Hablar de antivacunas, desde el punto de vista de un biólogo, es automáticamente prepararte para recibir un montón de argumentos estúpidos de personas que no tienen ni la más maldita idea de inmunología. La retahíla de barbaridades que pueden escucharse va desde que las vacunas no son tales (cuando hablamos de un mecanismo, el del ARN mensajero, llamado a ser la base de la inmensa mayoría de las vacunas a partir de ahora), hasta que no están probadas (cuando están probadas en centenares de millones de personas), o que no se conocen sus efectos secundarios alargo plazo. Obviamente, los antivacunas pretenden que esperemos al largo plazo para garantizar la ausencia de efectos secundarios, y es más, que los probemos otros, no ellos. Eso, simplemente, se llama insolidaridad. Es más: se llama asquerosa insolidaridad, y merece el repudio social más amplio y generalizado. Con sus principios, nos habríamos quedado en la Edad Media, porque, por pura lógica, los efectos secundarios a largo plazo de algo nunca pueden probarse más que esperando mucho tiempo, tiempo en el que la pandemia habría acabado con media humanidad.
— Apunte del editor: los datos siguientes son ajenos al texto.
pub mod dispatcher;
pub mod markdown;
pub mod weather;

use crate::error::AgentError;
use crate::providers::LLMProvider;
use async_trait::async_trait;
use serde::Serialize;
use serde_json::{Map, Value};
use std::collections::HashMap;
use std::sync::Arc;

/// JSON-Schema-like parameter description advertised to the model.
/// Serializes to the exact `{type, properties, required}` wire shape.
#[derive(Debug, Clone, Serialize)]
pub struct ParameterSchema {
    #[serde(rename = "type")]
    pub kind: &'static str,
    pub properties: Map<String, Value>,
    pub required: Vec<String>,
}

impl ParameterSchema {
    /// Build an object schema. `properties` should be a JSON object mapping
    /// parameter names to their schemas; anything else yields an empty map.
    pub fn object(properties: Value, required: &[&str]) -> Self {
        let properties = match properties {
            Value::Object(map) => map,
            _ => Map::new(),
        };
        Self {
            kind: "object",
            properties,
            required: required.iter().map(|s| s.to_string()).collect(),
        }
    }
}

#[derive(Debug, Clone, Serialize)]
pub struct FunctionMetadata {
    pub name: String,
    pub description: String,
    pub parameters: ParameterSchema,
}

/// The executable behavior bound to a function name. Receives arguments that
/// already passed the required-parameter check.
#[async_trait]
pub trait Resolver: Send + Sync {
    async fn resolve(&self, args: &Map<String, Value>) -> Result<String, AgentError>;
}

pub struct FunctionDefinition {
    pub metadata: FunctionMetadata,
    pub resolver: Arc<dyn Resolver>,
}

/// Static name-to-definition table, populated once at startup and read-only
/// afterwards. Keeps registration order for advertising to the model.
pub struct FunctionRegistry {
    definitions: Vec<FunctionDefinition>,
    index: HashMap<String, usize>,
}

impl FunctionRegistry {
    pub fn new() -> Self {
        Self {
            definitions: Vec::new(),
            index: HashMap::new(),
        }
    }

    pub fn register(
        &mut self,
        metadata: FunctionMetadata,
        resolver: Arc<dyn Resolver>,
    ) -> Result<(), AgentError> {
        if self.index.contains_key(&metadata.name) {
            return Err(AgentError::DuplicateFunction(metadata.name));
        }

        // Every required name must be a declared property
        for required in &metadata.parameters.required {
            if !metadata.parameters.properties.contains_key(required) {
                return Err(AgentError::Config(format!(
                    "Function {}: required parameter {} is not in properties",
                    metadata.name, required
                )));
            }
        }

        self.index
            .insert(metadata.name.clone(), self.definitions.len());
        self.definitions.push(FunctionDefinition { metadata, resolver });
        Ok(())
    }

    /// All metadata in registration order, as advertised to the model.
    pub fn metadata(&self) -> Vec<FunctionMetadata> {
        self.definitions
            .iter()
            .map(|d| d.metadata.clone())
            .collect()
    }

    pub fn lookup(&self, name: &str) -> Option<&FunctionDefinition> {
        self.index.get(name).map(|&i| &self.definitions[i])
    }
}

impl Default for FunctionRegistry {
    fn default() -> Self {
        Self::new()
    }
}

/// The built-in function set advertised on every run.
pub fn builtin_registry(
    provider: Arc<dyn LLMProvider>,
) -> Result<FunctionRegistry, AgentError> {
    let mut registry = FunctionRegistry::new();
    registry.register(
        markdown::metadata(),
        Arc::new(markdown::RequirementsToMarkdown::new(provider)),
    )?;
    registry.register(weather::metadata(), Arc::new(weather::CurrentWeather))?;
    Ok(registry)
}

#[cfg(test)]
mod tests {
    use super::*;
    use serde_json::json;

    struct NullResolver;

    #[async_trait]
    impl Resolver for NullResolver {
        async fn resolve(&self, _args: &Map<String, Value>) -> Result<String, AgentError> {
            Ok(String::new())
        }
    }

    fn metadata(name: &str) -> FunctionMetadata {
        FunctionMetadata {
            name: name.to_string(),
            description: format!("test function {}", name),
            parameters: ParameterSchema::object(json!({"x": {"type": "string"}}), &["x"]),
        }
    }

    #[test]
    fn metadata_preserves_registration_order() {
        let mut registry = FunctionRegistry::new();
        registry
            .register(metadata("alpha"), Arc::new(NullResolver))
            .unwrap();
        registry
            .register(metadata("beta"), Arc::new(NullResolver))
            .unwrap();
        registry
            .register(metadata("gamma"), Arc::new(NullResolver))
            .unwrap();

        let names: Vec<String> = registry.metadata().into_iter().map(|m| m.name).collect();
        assert_eq!(names, vec!["alpha", "beta", "gamma"]);
    }

    #[test]
    fn duplicate_name_is_rejected() {
        let mut registry = FunctionRegistry::new();
        registry
            .register(metadata("alpha"), Arc::new(NullResolver))
            .unwrap();

        let err = registry
            .register(metadata("alpha"), Arc::new(NullResolver))
            .unwrap_err();
        assert!(matches!(err, AgentError::DuplicateFunction(name) if name == "alpha"));
    }

    #[test]
    fn required_name_must_be_a_property() {
        let mut registry = FunctionRegistry::new();
        let bad = FunctionMetadata {
            name: "bad".to_string(),
            description: "required key missing from properties".to_string(),
            parameters: ParameterSchema::object(json!({"x": {"type": "string"}}), &["y"]),
        };

        let err = registry.register(bad, Arc::new(NullResolver)).unwrap_err();
        assert!(matches!(err, AgentError::Config(_)));
    }

    #[test]
    fn lookup_finds_registered_functions_only() {
        let mut registry = FunctionRegistry::new();
        registry
            .register(metadata("alpha"), Arc::new(NullResolver))
            .unwrap();

        assert!(registry.lookup("alpha").is_some());
        assert!(registry.lookup("Alpha").is_none());
        assert!(registry.lookup("beta").is_none());
    }
}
Negarse a aprender de la historia es una clara prueba de ignorancia supina. Solo la foto con la que ilustro este artículo debería ser suficiente para convencer a los antivacunas de su supremo egoísmo y estupidez. Pero dado que no lo es, lo que deberíamos hacer como sociedad es levantarnos contra ellos, exigir no solo la vacunación obligatoria, sino someterlos a confinamiento y privarlos de todos sus derechos, como amenaza social que son. Un antivacunas, en un momento de crisis sanitaria en el que la sociedad debe permanecer unida, es la peor de las lacras. Es ignorar conscientemente que vivir en sociedad conlleva unos derechos, sí... pero también unas obligaciones, la más importante, la de aceptar las reglas que la sociedad se marca por consenso. Pensar que tus derechos valen más que los de aquel al que vas a infectar es sencillamente asqueroso, y debería llevar no solo a que hicieras frente a tus facturas sanitarias - no, la estupidez de relacionarlo con el tabaquismo, con la obesidad o con el consumo de alcohol no funciona: la asistencia sanitaria es y debe ser universal, salvo cuando insistas en boicotear la recuperación de una pandemia convirtiéndote en vector de la misma - sino a que, además, se te aislase socialmente.

Defender los derechos de quienes no aceptan las reglas que la sociedad se marca por consenso es irresponsable. Es como defender que alguien se niegue a llevar cinturón de seguridad, que no pague impuestos o que fume en lugares cerrados. Es defender al que se cree más listo y más valioso que todos los demás, al que prefiere que sean otros los que se vacunen, al que no le importa que el riesgo que toma se convierta en riesgo para toda la sociedad. Es, simplemente, insolidaridad en estado puro.

Los supuestos derechos de los antivacunas están, en realidad, cogidos con papel de fumar, y lo mejor que puede hacer una sociedad que aspire a reaccionar ante un desafío como el que supone una pandemia es ignorarlos. Como resulta que no se puede «molestar» a un antivacunas pidiéndole el certificado de vacunación, ahora resulta que hay que cerrar los bares o que confinar a toda la población, dando lugar a un daño económico irreversible. No, eso no son derechos: eso es, pura y simplemente, irresponsabilidad. Y cuando tenemos ya los datos de muchísimos países que muestran la absoluta e inequívoca correlación entre nivel de vacunación y fallecimientos, más aún. Los antivacunas no solamente son ignorantes e insolidarios: es que además, no saben estadística.

Una pandemia es una cosa muy seria, y guiarnos por las estupideces que dicen falsos profetas que no tienen ni idea de inmunología no es nada más que una receta para el desastre. Contra una pandemia respiratoria, las únicas recetas que valen son la vacunación exhaustiva y regular, y las mascarillas. La vacunación tiene que ser tan obligatoria como lo fue en su momento la de la viruela, por mucho que algunos pretendan manifestarse en contra, porque la realidad es que deberíamos ser nosotros, los vacunados, los que nos manifestásemos contra ellos y reclamásemos nuestro lógico derecho a continuar con nuestra vida sin restricciones impuestas por su culpa.

Cuanto antes abandonemos la falsa dialéctica de los derechos de los antivacunas, mucho mejor para todos.